En Guadalajara, no lejos de Madrid, de regreso a Francia, fue Domingo abandonado por casi todos los que le acompañaban. Sólo tres compañeros le siguieron fielmente; estos fueron fray Beltrán y dos conversos. Domingo se volvió hacia uno de ellos, preguntándole si quería marcharse también, y aquel contestó: “no quiera Dios que abandone la cabeza para seguir a los pies.” (Vicente de Beauvais: “espejo histórico”, lib. XXX, cap. LXXVII.) Esta defección había sido anunciada a Domingo por una revelación. Oró, sin inquietarse por las ovejas perdidas, y tuvo el consuelo de verlas regresar casi todas al redil. Probablemente sería en favor de este grupo lo que hizo al llegar cerca de Tolosa; no tenía qué comer ni beber más que un vaso de vino para los ocho que eran, y él lo multiplicó milagrosamente, “ movido a compasión, según dicen los historiadores, por algunos de ellos que habían sido delicadamente alimentados cuando pertenecieron al mundo.” (Gérard de Frachet, “Vidas de los Hermanos”, lib. II, cap. V.)

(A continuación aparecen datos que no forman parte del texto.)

// ==========================================
// 集装箱堆场排位系统 - 船期导入器
// ==========================================
// 流程: 解析 → 必填列校验 → 字段映射 → 重名检测
// 红线: 任一步失败即中止，不返回部分结果
// ==========================================

use crate::domain::vessel::VesselRecord;
use crate::importer::column_validator::ColumnValidator;
use crate::importer::error::{ImportError, ImportResult};
use crate::importer::field_mapper::VesselFieldMapper;
use crate::importer::file_parser::{ParsedSheet, UniversalFileParser};
use std::collections::HashSet;
use std::path::Path;
use tracing::{debug, info, instrument};

// ==========================================
// VesselImporter
// ==========================================
#[derive(Default)]
pub struct VesselImporter;

impl VesselImporter {
    pub fn new() -> Self {
        Self
    }

    /// 从文件导入船期
    #[instrument(skip(self, path), fields(path = %path.as_ref().display()))]
    pub fn import_file<P: AsRef<Path>>(&self, path: P) -> ImportResult<Vec<VesselRecord>> {
        let sheet = UniversalFileParser.parse(path.as_ref())?;
        debug!(
            headers = sheet.headers.len(),
            rows = sheet.rows.len(),
            "文件解析完成"
        );

        let records = self.import_sheet(&sheet)?;
        info!(vessel_count = records.len(), "船期导入完成");
        Ok(records)
    }

    /// 已解析工作表 → 船舶记录
    pub fn import_sheet(&self, sheet: &ParsedSheet) -> ImportResult<Vec<VesselRecord>> {
        let mapping = ColumnValidator.validate(&sheet.headers)?;
        if sheet.rows.is_empty() {
            return Err(ImportError::EmptyInput);
        }

        let mapper = VesselFieldMapper::new(mapping);
        let mut seen = HashSet::new();
        let mut records = Vec::with_capacity(sheet.rows.len());

        for (idx, row) in sheet.rows.iter().enumerate() {
            let row_number = idx + 1;
            let record = mapper.map_row(row, row_number)?;

            if !seen.insert(record.vessel.clone()) {
                return Err(ImportError::DuplicateVessel {
                    row: row_number,
                    vessel: record.vessel,
                });
            }
            records.push(record);
        }

        Ok(records)
    }
}
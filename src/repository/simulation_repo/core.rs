use crate::db;
use crate::engine::static_allocator::StaticAllocationResult;
use crate::engine::timeline::TimelineResult;
use crate::repository::error::{RepositoryError, RepositoryResult};
use chrono::{NaiveDateTime, Utc};
use rusqlite::{params, Connection};
use serde::{Deserialize, Serialize};
use std::sync::{Arc, Mutex, MutexGuard};
use tracing::{debug, info};

pub(super) const DATE_FMT: &str = "%Y-%m-%d";
pub(super) const TS_FMT: &str = "%Y-%m-%d %H:%M:%S";

pub(super) const MODE_TIMELINE: &str = "timeline";
pub(super) const MODE_STATIC: &str = "static";

/// 运行记录摘要
#[derive(Debug, Clone, PartialEq, Eq, Serialize, Deserialize)]
pub struct SimRunSummary {
    pub run_id: String,
    pub mode: String,
    pub created_at: NaiveDateTime,
    pub vessel_count: i64,
    pub day_count: i64,
}

/// 静态排位明细行
#[derive(Debug, Clone, PartialEq, Eq, Serialize, Deserialize)]
pub struct StaticAllocationRow {
    pub slot_seq: i64,
    pub slot_id: String,
    pub position: i64,
    pub vessel: String,
    pub amount: i64,
}

// ==========================================
// SimulationRepository - 模拟结果仓储
// ==========================================
pub struct SimulationRepository {
    conn: Arc<Mutex<Connection>>,
}

impl SimulationRepository {
    pub fn new(conn: Arc<Mutex<Connection>>) -> Self {
        Self { conn }
    }

    /// 获取数据库连接
    pub(super) fn get_conn(&self) -> RepositoryResult<MutexGuard<'_, Connection>> {
        self.conn
            .lock()
            .map_err(|e| RepositoryError::LockError(e.to_string()))
    }

    /// 建表（幂等）
    pub fn ensure_schema(&self) -> RepositoryResult<()> {
        let conn = self.get_conn()?;
        db::init_schema(&conn)?;
        Ok(())
    }

    // ==========================================
    // 写入操作
    // ==========================================

    /// 保存时间线模拟结果（单事务：运行记录 + 事件 + 快照）
    pub fn save_timeline(&self, result: &TimelineResult) -> RepositoryResult<()> {
        let detail_json = serde_json::to_string(&result.vessels)?;

        let mut conn = self.get_conn()?;
        let tx = conn.transaction()?;

        tx.execute(
            r#"
            INSERT INTO sim_run (run_id, mode, created_at, vessel_count, day_count, detail_json)
            VALUES (?1, ?2, ?3, ?4, ?5, ?6)
            "#,
            params![
                result.run_id,
                MODE_TIMELINE,
                Utc::now().naive_utc().format(TS_FMT).to_string(),
                result.vessels.len() as i64,
                result.day_count() as i64,
                detail_json,
            ],
        )?;

        {
            let mut stmt = tx.prepare(
                r#"
                INSERT INTO sim_event (
                    run_id, seq_no, event_date, kind, vessel, cluster, block, quantity, description
                ) VALUES (?1, ?2, ?3, ?4, ?5, ?6, ?7, ?8, ?9)
                "#,
            )?;
            for (seq_no, event) in result.events.iter().enumerate() {
                stmt.execute(params![
                    result.run_id,
                    seq_no as i64,
                    event.date.format(DATE_FMT).to_string(),
                    event.kind.as_str(),
                    event.vessel,
                    event.cluster,
                    event.block,
                    event.quantity as i64,
                    event.description,
                ])?;
            }
        }

        let mut slot_rows = 0usize;
        {
            let mut stmt = tx.prepare(
                r#"
                INSERT INTO sim_snapshot_slot (
                    run_id, snap_date, slot_seq, slot_id, block, capacity, total, clusters_json
                ) VALUES (?1, ?2, ?3, ?4, ?5, ?6, ?7, ?8)
                "#,
            )?;
            for (date, snapshot) in &result.snapshots {
                let snap_date = date.format(DATE_FMT).to_string();
                for (slot_seq, slot) in snapshot.slots.iter().enumerate() {
                    stmt.execute(params![
                        result.run_id,
                        snap_date,
                        slot_seq as i64,
                        slot.slot_id,
                        slot.block,
                        slot.capacity as i64,
                        slot.total as i64,
                        serde_json::to_string(&slot.clusters)?,
                    ])?;
                    slot_rows += 1;
                }
            }
        }

        tx.commit()?;

        info!(
            run_id = %result.run_id,
            events = result.events.len(),
            days = result.day_count(),
            "时间线结果已保存"
        );
        debug!(slot_rows, "快照槽位行数");
        Ok(())
    }

    /// 保存静态排位结果（单事务）
    pub fn save_static(&self, result: &StaticAllocationResult) -> RepositoryResult<()> {
        let detail_json = serde_json::to_string(&serde_json::json!({
            "slot_order": result.slot_order,
            "allocated": result.allocated,
            "unallocated": result.unallocated,
        }))?;

        let mut conn = self.get_conn()?;
        let tx = conn.transaction()?;

        tx.execute(
            r#"
            INSERT INTO sim_run (run_id, mode, created_at, vessel_count, day_count, detail_json)
            VALUES (?1, ?2, ?3, ?4, 0, ?5)
            "#,
            params![
                result.run_id,
                MODE_STATIC,
                Utc::now().naive_utc().format(TS_FMT).to_string(),
                result.allocated.len() as i64,
                detail_json,
            ],
        )?;

        {
            let mut stmt = tx.prepare(
                r#"
                INSERT INTO static_allocation (run_id, slot_seq, slot_id, position, vessel, amount)
                VALUES (?1, ?2, ?3, ?4, ?5, ?6)
                "#,
            )?;
            for (slot_seq, slot) in result.slots.iter().enumerate() {
                for (position, (vessel, amount)) in slot.vessels.iter().enumerate() {
                    stmt.execute(params![
                        result.run_id,
                        slot_seq as i64,
                        slot.slot_id,
                        position as i64,
                        vessel,
                        *amount as i64,
                    ])?;
                }
            }
        }

        tx.commit()?;

        info!(run_id = %result.run_id, "静态排位结果已保存");
        Ok(())
    }

    /// 删除运行记录（明细级联删除）
    pub fn delete_run(&self, run_id: &str) -> RepositoryResult<usize> {
        let conn = self.get_conn()?;
        let rows = conn.execute("DELETE FROM sim_run WHERE run_id = ?1", params![run_id])?;
        Ok(rows)
    }
}
// ==========================================
// 集装箱堆场排位系统 - 模拟结果数据仓储
// ==========================================
// 表: sim_run / sim_event / sim_snapshot_slot / static_allocation
// 红线: Repository 不做业务逻辑，只做数据映射
// ==========================================

mod core;
mod queries;


pub use self::core::{SimRunSummary, SimulationRepository, StaticAllocationRow};
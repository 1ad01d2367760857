// ==========================================
// 集装箱堆场排位系统 - 核心库
// ==========================================
// 技术栈: Rust + SQLite
// 系统定位: 出口箱收箱/装船期间的堆场占用推演
// ==========================================

// ==========================================
// 模块声明
// ==========================================

// 领域层 - 实体与类型
pub mod domain;

// 引擎层 - 排位规则与时间线
pub mod engine;

// 导入层 - 船期表
pub mod importer;

// 配置层 - 模拟参数
pub mod config;

// 数据仓储层 - 结果落库
pub mod repository;

// 数据库基础设施（连接初始化/PRAGMA 统一）
pub mod db;

// 日志系统
pub mod logging;

// ==========================================
// 重导出核心类型
// ==========================================

// 领域类型
pub use domain::types::{Berth, EventKind, StaticSlotOrder, VesselPhase};

// 领域实体
pub use domain::{
    Cluster, DaySnapshot, SlotSnapshot, VesselRecord, VesselState, Yard, YardEvent, YardLayout,
};

// 引擎
pub use engine::{
    ClashTracker, SlotAllocator, StaticAllocationResult, StaticAllocator, TimelineResult,
    TimelineSimulator, VesselScheduleBuilder, YardPlanner,
};

// 配置
pub use config::{ConfigManager, RateModel, SimulationConfig};

// 导入
pub use importer::VesselImporter;

// 仓储
pub use repository::SimulationRepository;

// ==========================================
// 常量定义
// ==========================================

// 系统版本
pub const VERSION: &str = env!("CARGO_PKG_VERSION");

// 系统名称
pub const APP_NAME: &str = "集装箱堆场排位系统";
// ==========================================
// 测试数据构建器 - 用于集成测试
// ==========================================

use chrono::NaiveDate;
use container_yard_aps::config::SimulationConfig;
use container_yard_aps::domain::snapshot::DaySnapshot;
use container_yard_aps::domain::types::Berth;
use container_yard_aps::domain::vessel::{VesselRecord, VesselState};
use container_yard_aps::domain::yard::YardLayout;
use container_yard_aps::engine::VesselScheduleBuilder;
use rusqlite::Connection;
use std::io::Write;
use std::sync::{Arc, Mutex};

/// 2026 年 9 月的某日
pub fn sep(d: u32) -> NaiveDate {
    NaiveDate::from_ymd_opt(2026, 9, d).unwrap()
}

// ==========================================
// VesselRecord 构建器
// ==========================================

pub struct VesselBuilder {
    vessel: String,
    total_containers: f64,
    cluster_need: i64,
    eta: NaiveDate,
    berth: Berth,
}

impl VesselBuilder {
    pub fn new(vessel: &str) -> Self {
        Self {
            vessel: vessel.to_string(),
            total_containers: 100.0,
            cluster_need: 1,
            eta: sep(15),
            berth: Berth::NP1,
        }
    }

    pub fn total(mut self, total: f64) -> Self {
        self.total_containers = total;
        self
    }

    pub fn clusters(mut self, hint: i64) -> Self {
        self.cluster_need = hint;
        self
    }

    pub fn eta(mut self, eta: NaiveDate) -> Self {
        self.eta = eta;
        self
    }

    pub fn berth(mut self, berth: Berth) -> Self {
        self.berth = berth;
        self
    }

    pub fn build(self) -> VesselRecord {
        VesselRecord::new(
            self.vessel,
            self.total_containers,
            self.cluster_need,
            self.eta,
            self.berth,
        )
    }

    /// 按默认参数构建模拟状态
    pub fn build_state(self) -> VesselState {
        VesselScheduleBuilder::new(&SimulationConfig::default()).build_one(&self.build())
    }
}

// ==========================================
// 堆场 / 快照
// ==========================================

/// 单箱区小堆场
pub fn single_block_layout(block: &str, slot_count: u32, capacity: u32) -> YardLayout {
    YardLayout::default().with_block(block, slot_count, capacity)
}

/// 快照中每个槽位都不超容，且 total 与明细一致
pub fn assert_snapshot_within_capacity(snapshot: &DaySnapshot) {
    for slot in &snapshot.slots {
        let detail: u32 = slot.clusters.values().sum();
        assert_eq!(detail, slot.total, "{} {} 明细不一致", snapshot.date, slot.slot_id);
        assert!(
            slot.total <= slot.capacity,
            "{} {} 超容: {} > {}",
            snapshot.date,
            slot.slot_id,
            slot.total,
            slot.capacity
        );
    }
}

// ==========================================
// 文件 / 数据库
// ==========================================

/// 写入临时 CSV 文件
pub fn write_csv(lines: &[&str]) -> tempfile::NamedTempFile {
    let mut file = tempfile::Builder::new().suffix(".csv").tempfile().unwrap();
    for line in lines {
        writeln!(file, "{}", line).unwrap();
    }
    file.flush().unwrap();
    file
}

/// 内存数据库（已配置 PRAGMA）
pub fn in_memory_conn() -> Arc<Mutex<Connection>> {
    let conn = Connection::open_in_memory().unwrap();
    container_yard_aps::db::configure_sqlite_connection(&conn).unwrap();
    Arc::new(Mutex::new(conn))
}
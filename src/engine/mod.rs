// ==========================================
// 集装箱堆场排位系统 - 引擎层
// ==========================================
// 职责: 船期构建、冲突跟踪、槽位分配、时间线模拟、静态排位
// 红线: Engine 不访问数据库；容量不足以数据返回，不抛错误
// ==========================================

pub mod allocator;
pub mod clash;
pub mod orchestrator;
pub mod schedule_builder;
pub mod static_allocator;
pub mod timeline;

// 重导出核心引擎
pub use allocator::{AllocationOutcome, DeallocationOutcome, Placement, SlotAllocator, VesselRef};
pub use clash::{BlockUsage, ClashTracker};
pub use orchestrator::YardPlanner;
pub use schedule_builder::VesselScheduleBuilder;
pub use static_allocator::{StaticAllocationResult, StaticAllocator, StaticSlotEntry};
pub use timeline::{TimelineResult, TimelineSimulator};
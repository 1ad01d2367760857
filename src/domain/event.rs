// ==========================================
// 集装箱堆场排位系统 - 事件日志
// ==========================================
// 职责: 收箱/补收/装船/冲突跳过/容量不足/完成 事件记录
// 说明: 只追加; 展示时按 (日期, 描述) 排序
// ==========================================

use crate::domain::types::EventKind;
use chrono::NaiveDate;
use serde::{Deserialize, Serialize};

// ==========================================
// YardEvent - 堆场事件
// ==========================================
#[derive(Debug, Clone, PartialEq, Eq, Serialize, Deserialize)]
pub struct YardEvent {
    pub date: NaiveDate,
    pub kind: EventKind,
    pub vessel: String,
    pub cluster: Option<String>,
    pub block: Option<String>,
    pub quantity: u32,
    pub description: String,
}

impl YardEvent {
    pub fn receive(date: NaiveDate, vessel: &str, cluster: &str, quantity: u32) -> Self {
        Self::cluster_event(date, EventKind::Receive, vessel, cluster, quantity, "+")
    }

    pub fn receive_final(date: NaiveDate, vessel: &str, cluster: &str, quantity: u32) -> Self {
        Self::cluster_event(date, EventKind::ReceiveFinal, vessel, cluster, quantity, "+")
    }

    pub fn load(date: NaiveDate, vessel: &str, cluster: &str, quantity: u32) -> Self {
        Self::cluster_event(date, EventKind::Load, vessel, cluster, quantity, "-")
    }

    pub fn clash_skip(date: NaiveDate, vessel: &str, cluster: &str, block: &str) -> Self {
        Self {
            date,
            kind: EventKind::ClashSkip,
            vessel: vessel.to_string(),
            cluster: Some(cluster.to_string()),
            block: Some(block.to_string()),
            quantity: 0,
            description: format!(
                "{} {} skip block {} (arrival clash)",
                EventKind::ClashSkip.tag(),
                cluster,
                block
            ),
        }
    }

    pub fn shortfall(date: NaiveDate, vessel: &str, cluster: &str, leftover: u32) -> Self {
        Self {
            date,
            kind: EventKind::Shortfall,
            vessel: vessel.to_string(),
            cluster: Some(cluster.to_string()),
            block: None,
            quantity: leftover,
            description: format!(
                "{} {} unplaced {} (yard full)",
                EventKind::Shortfall.tag(),
                cluster,
                leftover
            ),
        }
    }

    pub fn complete(date: NaiveDate, vessel: &str) -> Self {
        Self {
            date,
            kind: EventKind::Complete,
            vessel: vessel.to_string(),
            cluster: None,
            block: None,
            quantity: 0,
            description: format!("{} {} loading complete", EventKind::Complete.tag(), vessel),
        }
    }

    fn cluster_event(
        date: NaiveDate,
        kind: EventKind,
        vessel: &str,
        cluster: &str,
        quantity: u32,
        sign: &str,
    ) -> Self {
        Self {
            date,
            kind,
            vessel: vessel.to_string(),
            cluster: Some(cluster.to_string()),
            block: None,
            quantity,
            description: format!("{} {} {}{}", kind.tag(), cluster, sign, quantity),
        }
    }
}

// ==========================================
// EventLog - 事件日志
// ==========================================
#[derive(Debug, Clone, Default, PartialEq, Eq, Serialize, Deserialize)]
pub struct EventLog {
    events: Vec<YardEvent>,
}

impl EventLog {
    pub fn new() -> Self {
        Self::default()
    }

    pub fn push(&mut self, event: YardEvent) {
        self.events.push(event);
    }

    pub fn len(&self) -> usize {
        self.events.len()
    }

    pub fn is_empty(&self) -> bool {
        self.events.is_empty()
    }

    /// 按记录顺序
    pub fn events(&self) -> &[YardEvent] {
        &self.events
    }

    /// 按 (日期, 描述) 排序
    pub fn sorted(&self) -> Vec<YardEvent> {
        let mut sorted = self.events.clone();
        sorted.sort_by(|a, b| {
            a.date
                .cmp(&b.date)
                .then_with(|| a.description.cmp(&b.description))
        });
        sorted
    }

    pub fn into_sorted(mut self) -> Vec<YardEvent> {
        self.events.sort_by(|a, b| {
            a.date
                .cmp(&b.date)
                .then_with(|| a.description.cmp(&b.description))
        });
        self.events
    }
}
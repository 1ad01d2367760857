// ==========================================
// 集装箱堆场排位系统 - 领域模型层
// ==========================================
// 职责: 定义堆场、船舶、事件、快照等领域实体
// 红线: 不含数据访问逻辑,不含引擎逻辑
// ==========================================

pub mod event;
pub mod snapshot;
pub mod types;
pub mod vessel;
pub mod yard;

// 重导出核心类型
pub use event::{EventLog, YardEvent};
pub use snapshot::{DaySnapshot, SlotSnapshot};
pub use types::{Berth, EventKind, StaticSlotOrder, VesselPhase};
pub use vessel::{Cluster, VesselRecord, VesselState};
pub use yard::{BlockEntry, BlockSpec, Slot, Yard, YardLayout};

En Tolosa encontró Domingo a Beltrán de Garriga, uno de sus más antiguos discípulos. Juntos emprendieron el camino de París, visitando de paso el célebre lugar de peregrinación de Roc-Amadour, viejo santuario dedicado a la bienaventurada Virgen, situado en una soledad escarpada y Silvestre de Quercy. “Al siguiente día de la noche que habían consagrado a esta devoción se les unieron en el camino algunos peregrinos alemanes, quienes al oírles recitar salmos y letanías le siguieron piadosamente. Al llegar al pueblo próximo, los nuevos compañeros les invitaron a comer, cosa que repitieron los cuatro días sucesivos. Al llegar el quinto día, el bienaventurado Domingo dijo conmovido a Beltrán de Garriga: “ fray Beltrán, me remuerde la conciencia al ver que cosechamos solamente lo temporal de estos peregrinos, sin poder sembrar en ellos lo espiritual; por eso, si os parece bien, nos arrodillaremos y pediremos a Dios la gracia de comprender y hablar su lengua con objeto de poder anunciarles al Señor Jesucristo.” después de haber orado comenzaron a expresarse en alemán, con gran sorpresa de los peregrinos, y durante los cuatro días que estuvieron juntos hasta la llegada a Orleans, hablaron de Nuestro Señor Jesucristo. Al llegar a Orleans, los peregrinos siguieron el camino de Chartres, y dejaron a Domingo y Beltrán en el de París, después de haberse despedido de ellos y haberse encomendado a sus oraciones. Al día siguiente el bienaventurado padre dijo a Beltrán: “hermano, ya llegamos a París; si los demás se enteran del milagro que el Señor ha hecho, nos considerarán como santos, siendo como somos pecadores, y si llega a oídos de la gente del mundo, nuestra humildad correrá gran riesgo; por eso os prohíbo digáis nada de esto a nadie hasta después de mi muerte.” (Gérard de Frachet, “Vidas de los Hermanos”, lib. II, cap. X.)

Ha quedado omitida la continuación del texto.